Ausstellung in der Manufaktur Schorndorf

vom 28.02. - 31.03.2000

Text von Holger Lund

Getrumpfte Banalität

Katja Dell, geboren 1970, entfloh alsbald der drohenden Hektik der Werbewelt, indem sie den Schwerpunkt ihrer Ausbildung an der Kunstakademie Stuttgart vom Studium des Grafik-Designs (bei Pospischil) zur Fotografie (bei Seiland) verlagerte. Dem Baudelaire'schen Flaneur gleich, erkundet sie seitdem gemäßigten Schrittes aber wachsamen Auges die Welt. Was sie dabei erspäht hat, konnte sie unter anderem in Ausstellungen in New York (Magnum) und in Paris (Musée d'Art Moderne) vorführen.

Banalitäten menschlicher und dinglicher Art sind es, welche die Künstlerin auf ihren Spaziergängen sammelt. Wenn sie den Betrachter mit der Fotografie einer Toilette konfrontiert, ist es allerdings nicht ihr erklärtes Ziel, die bürgerliche Kunstwelt zu schockieren, wie zu Zeiten von Duchamps verkunstetem Männerpissoire. Doch bleibt es allemal irritierend, die alltäglichsten Objekte als kunstwürdig präsentiert zu bekommen - und genau dies Moment der Irritation ist es, das einen aufmerksameren Blick auf das wohlbekannte Objekt bedingt und seine Neuentdeckung in einem anderen, nämlich künstlerischen Zusammenhang ermöglicht.

In den Grundthemen der Arbeiten Katja Dells lässt sich eine Nähe zu den vorangegangenen Fotoausstellungen nicht leugnen, im Gegenteil, sie vereinen deren Hauptanliegen geradezu in der Thematisierung des Blicks, im Aufbrechen alltäglicher Sehgewohnheiten und in der Hinwendung an die Peripherie.
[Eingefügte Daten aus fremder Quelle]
//! Home screen icon grid.
//!
//! A 4-column grid over the app catalogue. Icons are accent-colored rounded
//! tiles with the app's initial and a label underneath. Tapping an icon
//! navigates to the app's screen.

use flux_sdi::SdiRegistry;
use flux_sdi::helpers::{ensure_rounded_fill, ensure_text, hide_objects};

use crate::apps::AppEntry;
use crate::screen::Screen;
use crate::theme;

/// Maximum icons the grid lays out (two rows).
pub const MAX_GRID_ICONS: usize = 8;

/// Stateless layout for the home grid; the catalogue is passed in.
#[derive(Debug, Default)]
pub struct HomeGrid;

impl HomeGrid {
    /// Cell origin for grid slot `i`.
    fn cell_origin(i: usize) -> (i32, i32) {
        let col = (i % theme::GRID_COLS) as i32;
        let row = (i / theme::GRID_COLS) as i32;
        (
            theme::GRID_X + col * theme::CELL_W as i32,
            theme::GRID_Y + row * theme::CELL_H as i32,
        )
    }

    /// Which app a tap lands on, if any.
    pub fn hit_test(&self, x: i32, y: i32, apps: &[AppEntry]) -> Option<Screen> {
        let gx = x - theme::GRID_X;
        let gy = y - theme::GRID_Y;
        if gx < 0 || gy < 0 {
            return None;
        }
        let col = gx as usize / theme::CELL_W as usize;
        let row = gy as usize / theme::CELL_H as usize;
        if col >= theme::GRID_COLS {
            return None;
        }
        let idx = row * theme::GRID_COLS + col;
        apps.get(idx).filter(|_| idx < MAX_GRID_ICONS).map(|a| a.screen)
    }

    /// Synchronize SDI objects for the grid.
    pub fn update_sdi(&self, sdi: &mut SdiRegistry, apps: &[AppEntry]) {
        for i in 0..MAX_GRID_ICONS {
            let tile_name = format!("grid_tile_{i}");
            let glyph_name = format!("grid_glyph_{i}");
            let label_name = format!("grid_label_{i}");

            match apps.get(i) {
                Some(app) => {
                    let (cx, cy) = Self::cell_origin(i);
                    let ix = cx + (theme::CELL_W as i32 - theme::ICON_SIZE as i32) / 2;

                    ensure_rounded_fill(
                        sdi,
                        &tile_name,
                        ix,
                        cy,
                        theme::ICON_SIZE,
                        theme::ICON_SIZE,
                        app.color,
                        theme::ICON_RADIUS,
                    );

                    // App initial centered on the tile.
                    let initial: String =
                        app.icon.chars().take(1).collect::<String>().to_uppercase();
                    let gx = ix + (theme::ICON_SIZE as i32 - theme::char_w(theme::FONT_MEDIUM)) / 2;
                    let gy = cy + (theme::ICON_SIZE as i32 - theme::FONT_MEDIUM as i32) / 2;
                    ensure_text(sdi, &glyph_name, gx, gy, theme::FONT_MEDIUM, theme::TEXT_PRIMARY);
                    if let Ok(obj) = sdi.get_mut(&glyph_name) {
                        obj.text = Some(initial);
                    }

                    // Label centered under the tile.
                    let tw = theme::text_w(&app.name, theme::FONT_SMALL);
                    let lx = cx + (theme::CELL_W as i32 - tw) / 2;
                    let ly = cy + theme::ICON_SIZE as i32 + theme::ICON_LABEL_PAD;
                    ensure_text(sdi, &label_name, lx, ly, theme::FONT_SMALL, theme::TEXT_PRIMARY);
                    if let Ok(obj) = sdi.get_mut(&label_name) {
                        obj.text = Some(app.name.clone());
                    }
                },
                None => {
                    hide_objects(sdi, &[&tile_name, &glyph_name, &label_name]);
                },
            }
        }
    }

    /// Hide all grid SDI objects.
    pub fn hide_sdi(&self, sdi: &mut SdiRegistry) {
        for i in 0..MAX_GRID_ICONS {
            hide_objects(
                sdi,
                &[
                    &format!("grid_tile_{i}"),
                    &format!("grid_glyph_{i}"),
                    &format!("grid_label_{i}"),
                ],
            );
        }
    }
}

#[cfg(test)]
mod tests {
    use super::*;
    use crate::apps::default_apps;

    #[test]
    fn hit_first_icon() {
        let grid = HomeGrid;
        let apps = default_apps();
        let (cx, cy) = HomeGrid::cell_origin(0);
        assert_eq!(grid.hit_test(cx + 10, cy + 10, &apps), Some(Screen::Phone));
    }

    #[test]
    fn hit_second_row() {
        let grid = HomeGrid;
        let apps = default_apps();
        let (cx, cy) = HomeGrid::cell_origin(5);
        assert_eq!(grid.hit_test(cx + 10, cy + 10, &apps), Some(Screen::Tasks));
    }

    #[test]
    fn miss_left_of_grid() {
        let grid = HomeGrid;
        let apps = default_apps();
        assert_eq!(grid.hit_test(theme::GRID_X - 5, theme::GRID_Y + 5, &apps), None);
    }

    #[test]
    fn miss_past_last_column() {
        let grid = HomeGrid;
        let apps = default_apps();
        let x = theme::GRID_X + theme::GRID_COLS as i32 * theme::CELL_W as i32 + 1;
        assert_eq!(grid.hit_test(x, theme::GRID_Y + 5, &apps), None);
    }

    #[test]
    fn empty_catalogue_never_hits() {
        let grid = HomeGrid;
        let (cx, cy) = HomeGrid::cell_origin(0);
        assert_eq!(grid.hit_test(cx + 10, cy + 10, &[]), None);
    }

    #[test]
    fn update_sdi_creates_tiles_and_labels() {
        let grid = HomeGrid;
        let apps = default_apps();
        let mut sdi = SdiRegistry::new();
        grid.update_sdi(&mut sdi, &apps);
        assert!(sdi.contains("grid_tile_0"));
        assert!(sdi.contains("grid_label_7"));
        assert_eq!(
            sdi.get("grid_label_0").unwrap().text.as_deref(),
            Some("Phone")
        );
    }

    #[test]
    fn update_sdi_hides_unused_slots() {
        let grid = HomeGrid;
        let apps = default_apps()[..3].to_vec();
        let mut sdi = SdiRegistry::new();
        grid.update_sdi(&mut sdi, &default_apps());
        grid.update_sdi(&mut sdi, &apps);
        assert!(sdi.get("grid_tile_0").unwrap().visible);
        assert!(!sdi.get("grid_tile_5").unwrap().visible);
    }

    #[test]
    fn hide_sdi_hides_all() {
        let grid = HomeGrid;
        let mut sdi = SdiRegistry::new();
        grid.update_sdi(&mut sdi, &default_apps());
        grid.hide_sdi(&mut sdi);
        assert!(!sdi.get("grid_tile_0").unwrap().visible);
        assert!(!sdi.get("grid_glyph_7").unwrap().visible);
    }
}
//! System toggle state: wifi, bluetooth, brightness, volume.
//!
//! The four values are independent; nothing couples them. Brightness and
//! volume are 0-100 and clamp at the ends.

/// Connectivity and level toggles shown in the shade and settings panel.
#[derive(Debug, Clone)]
pub struct SystemToggles {
    pub wifi: bool,
    pub bluetooth: bool,
    brightness: u8,
    volume: u8,
}

impl SystemToggles {
    pub fn new() -> Self {
        Self {
            wifi: true,
            bluetooth: false,
            brightness: 80,
            volume: 60,
        }
    }

    /// Flip wifi; returns the new value.
    pub fn toggle_wifi(&mut self) -> bool {
        self.wifi = !self.wifi;
        self.wifi
    }

    /// Flip bluetooth; returns the new value.
    pub fn toggle_bluetooth(&mut self) -> bool {
        self.bluetooth = !self.bluetooth;
        self.bluetooth
    }

    pub fn brightness(&self) -> u8 {
        self.brightness
    }

    pub fn volume(&self) -> u8 {
        self.volume
    }

    /// Adjust brightness by `delta`, clamped to 0..=100.
    pub fn adjust_brightness(&mut self, delta: i16) {
        self.brightness = clamp_level(self.brightness, delta);
    }

    /// Adjust volume by `delta`, clamped to 0..=100.
    pub fn adjust_volume(&mut self, delta: i16) {
        self.volume = clamp_level(self.volume, delta);
    }
}

impl Default for SystemToggles {
    fn default() -> Self {
        Self::new()
    }
}

fn clamp_level(current: u8, delta: i16) -> u8 {
    (current as i16 + delta).clamp(0, 100) as u8
}

#[cfg(test)]
mod tests {
    use super::*;

    #[test]
    fn defaults() {
        let t = SystemToggles::new();
        assert!(t.wifi);
        assert!(!t.bluetooth);
        assert_eq!(t.brightness(), 80);
        assert_eq!(t.volume(), 60);
    }

    #[test]
    fn toggles_flip_and_report() {
        let mut t = SystemToggles::new();
        assert!(!t.toggle_wifi());
        assert!(t.toggle_wifi());
        assert!(t.toggle_bluetooth());
        assert!(!t.toggle_bluetooth());
    }

    #[test]
    fn toggles_are_independent() {
        let mut t = SystemToggles::new();
        t.toggle_wifi();
        assert!(!t.bluetooth);
        assert_eq!(t.brightness(), 80);
    }

    #[test]
    fn brightness_clamps_high() {
        let mut t = SystemToggles::new();
        t.adjust_brightness(1000);
        assert_eq!(t.brightness(), 100);
    }

    #[test]
    fn volume_clamps_low() {
        let mut t = SystemToggles::new();
        t.adjust_volume(-1000);
        assert_eq!(t.volume(), 0);
    }

    #[test]
    fn small_steps_accumulate() {
        let mut t = SystemToggles::new();
        t.adjust_volume(10);
        t.adjust_volume(10);
        assert_eq!(t.volume(), 80);
        t.adjust_volume(-5);
        assert_eq!(t.volume(), 75);
    }
}
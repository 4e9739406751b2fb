//! Settings panel.
//!
//! Toggle rows for wifi and bluetooth, stepper rows for brightness and
//! volume, and an inert notifications row. The panel itself is stateless;
//! it renders and hit-tests against [`SystemToggles`].

use flux_sdi::SdiRegistry;
use flux_sdi::helpers::{ensure_rounded_fill, ensure_text, hide_objects};

use crate::apps::{draw_chrome, hide_chrome, hit_close};
use crate::system::SystemToggles;
use crate::theme;

/// Action produced by a tap on the settings screen.
#[derive(Debug, Clone, Copy, PartialEq, Eq)]
pub enum SettingsAction {
    ToggleWifi,
    ToggleBluetooth,
    BrightnessDown,
    BrightnessUp,
    VolumeDown,
    VolumeUp,
    Close,
}

/// Level-row step applied per tap.
pub const LEVEL_STEP: i16 = 10;

const ROW_COUNT: usize = 5;
const ROW_LABELS: [&str; ROW_COUNT] =
    ["Wi-Fi", "Bluetooth", "Brightness", "Volume", "Notifications"];

/// Stateless settings panel layout.
#[derive(Debug, Default)]
pub struct SettingsPanel;

impl SettingsPanel {
    fn row_rect(i: usize) -> (i32, i32, u32, u32) {
        let y = theme::CONTENT_Y + i as i32 * (theme::ROW_H as i32 + theme::ROW_GAP);
        (theme::CONTENT_X, y, theme::CONTENT_W, theme::ROW_H)
    }

    /// Toggle-switch rect on a toggle row.
    fn switch_rect(i: usize) -> (i32, i32, u32, u32) {
        let (x, y, w, h) = Self::row_rect(i);
        (x + w as i32 - 60, y + (h as i32 - 24) / 2, 44, 24)
    }

    /// Minus/plus zones on a stepper row.
    fn stepper_rects(i: usize) -> ((i32, i32, u32, u32), (i32, i32, u32, u32)) {
        let (x, y, w, h) = Self::row_rect(i);
        let by = y + (h as i32 - 28) / 2;
        (
            (x + w as i32 - 120, by, 28, 28),
            (x + w as i32 - 40, by, 28, 28),
        )
    }

    /// Hit-test a tap on the settings screen.
    pub fn hit_test(&self, x: i32, y: i32) -> Option<SettingsAction> {
        if hit_close(x, y) {
            return Some(SettingsAction::Close);
        }
        let inside = |(rx, ry, rw, rh): (i32, i32, u32, u32)| {
            x >= rx && x < rx + rw as i32 && y >= ry && y < ry + rh as i32
        };
        if inside(Self::switch_rect(0)) {
            return Some(SettingsAction::ToggleWifi);
        }
        if inside(Self::switch_rect(1)) {
            return Some(SettingsAction::ToggleBluetooth);
        }
        let (minus, plus) = Self::stepper_rects(2);
        if inside(minus) {
            return Some(SettingsAction::BrightnessDown);
        }
        if inside(plus) {
            return Some(SettingsAction::BrightnessUp);
        }
        let (minus, plus) = Self::stepper_rects(3);
        if inside(minus) {
            return Some(SettingsAction::VolumeDown);
        }
        if inside(plus) {
            return Some(SettingsAction::VolumeUp);
        }
        None
    }

    /// Synchronize SDI objects for the settings screen.
    pub fn update_sdi(&self, sdi: &mut SdiRegistry, toggles: &SystemToggles) {
        draw_chrome(sdi, "settings", "Settings");

        for (i, label) in ROW_LABELS.iter().enumerate() {
            let (x, y, w, h) = Self::row_rect(i);
            let row_name = format!("set_row_{i}");
            let label_name = format!("set_label_{i}");

            ensure_rounded_fill(sdi, &row_name, x, y, w, h, theme::CARD_BG, 10);
            ensure_text(
                sdi,
                &label_name,
                x + 16,
                y + (h as i32 - theme::FONT_SMALL as i32) / 2,
                theme::FONT_SMALL,
                theme::TEXT_PRIMARY,
            );
            if let Ok(obj) = sdi.get_mut(&label_name) {
                obj.text = Some((*label).to_string());
            }
        }

        // Toggle switches.
        for (i, on) in [(0usize, toggles.wifi), (1, toggles.bluetooth)] {
            let (sx, sy, sw, sh) = Self::switch_rect(i);
            let track_name = format!("set_switch_{i}");
            let thumb_name = format!("set_thumb_{i}");
            ensure_rounded_fill(
                sdi,
                &track_name,
                sx,
                sy,
                sw,
                sh,
                if on { theme::ACCENT } else { theme::CARD_STROKE },
                (sh / 2) as u16,
            );
            let thumb_x = if on { sx + sw as i32 - 22 } else { sx + 2 };
            ensure_rounded_fill(sdi, &thumb_name, thumb_x, sy + 2, 20, 20, theme::TEXT_PRIMARY, 10);
        }

        // Stepper rows with the live value between minus and plus.
        for (i, value) in [(2usize, toggles.brightness()), (3, toggles.volume())] {
            let (minus, plus) = Self::stepper_rects(i);
            let minus_name = format!("set_minus_{i}");
            let plus_name = format!("set_plus_{i}");
            let value_name = format!("set_value_{i}");

            for (name, (bx, by, bw, bh), glyph) in
                [(&minus_name, minus, "-"), (&plus_name, plus, "+")]
            {
                ensure_rounded_fill(sdi, name, bx, by, bw, bh, theme::ACCENT.with_alpha(60), 8);
                let glyph_label = format!("{name}_glyph");
                ensure_text(
                    sdi,
                    &glyph_label,
                    bx + (bw as i32 - theme::char_w(theme::FONT_SMALL)) / 2,
                    by + (bh as i32 - theme::FONT_SMALL as i32) / 2,
                    theme::FONT_SMALL,
                    theme::TEXT_PRIMARY,
                );
                if let Ok(obj) = sdi.get_mut(&glyph_label) {
                    obj.text = Some(glyph.to_string());
                }
            }

            let text = format!("{value}");
            let tw = theme::text_w(&text, theme::FONT_SMALL);
            let (mx, my, mw, _) = minus;
            let (px, _, _, _) = plus;
            let span = px - (mx + mw as i32);
            ensure_text(
                sdi,
                &value_name,
                mx + mw as i32 + (span - tw) / 2,
                my + 10,
                theme::FONT_SMALL,
                theme::TEXT_PRIMARY,
            );
            if let Ok(obj) = sdi.get_mut(&value_name) {
                obj.text = Some(text);
            }
        }

        // Notifications row chevron (inert).
        let (x, y, w, h) = Self::row_rect(4);
        ensure_text(
            sdi,
            "set_chevron",
            x + w as i32 - 24,
            y + (h as i32 - theme::FONT_SMALL as i32) / 2,
            theme::FONT_SMALL,
            theme::TEXT_MUTED,
        );
        if let Ok(obj) = sdi.get_mut("set_chevron") {
            obj.text = Some(">".to_string());
        }
    }

    /// Hide all settings screen SDI objects.
    pub fn hide_sdi(&self, sdi: &mut SdiRegistry) {
        hide_chrome(sdi, "settings");
        for i in 0..ROW_COUNT {
            hide_objects(sdi, &[&format!("set_row_{i}"), &format!("set_label_{i}")]);
        }
        for i in 0..2 {
            hide_objects(sdi, &[&format!("set_switch_{i}"), &format!("set_thumb_{i}")]);
        }
        for i in 2..4 {
            hide_objects(
                sdi,
                &[
                    &format!("set_minus_{i}"),
                    &format!("set_minus_{i}_glyph"),
                    &format!("set_plus_{i}"),
                    &format!("set_plus_{i}_glyph"),
                    &format!("set_value_{i}"),
                ],
            );
        }
        hide_objects(sdi, &["set_chevron"]);
    }
}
Zwar stürzt sich die Künstlerin durchaus ins Getümmel der großen Stadtzentren und in zentrale Anlässe, wo sie dann jedoch mit freiem Blick die Randphänomene aufspürt. Nicht die makellose Schönheit der hundertfach abgelichteten Stars reizt sie bei den Filmfestspielen in Cannes, sondern das einfache Fußvolk in all seiner betörenden Bizarrerie. Dem Einkaufsgetöse der Metropolen entrissen, werden die Modepuppen, banale Trägerinnen der merkantilen Grundbotschaft "Kauf" was ich hab'?, in mysteriös-hieratischem Schweigen versinkend und mit Aureole versehen, zu unergründlichen Göttinnen einer Welt jenseits des Kaufrausches. So wird, richtig eingesetzt, Banalität zum Trumpf im Spiel um Kunst.

Die vorläufigen Trümpfe Katja Dells präsentiert die Bilderwand vom 28.02.2000 bis zum 31.03.2000. Vorläufig, da nicht der Stillstand einer einmal gefundenen Lösung es ist, was die Künstlerin interessiert, sondern die stete Fortentwicklung im Weiterflanieren - demnächst in Hong-Kong und New York. Katja Dells Fotoarbeiten setzten die Reihe "Fotografie" fort, innerhalb welcher in lockerer Folge Fotoarbeiten gezeigt werden.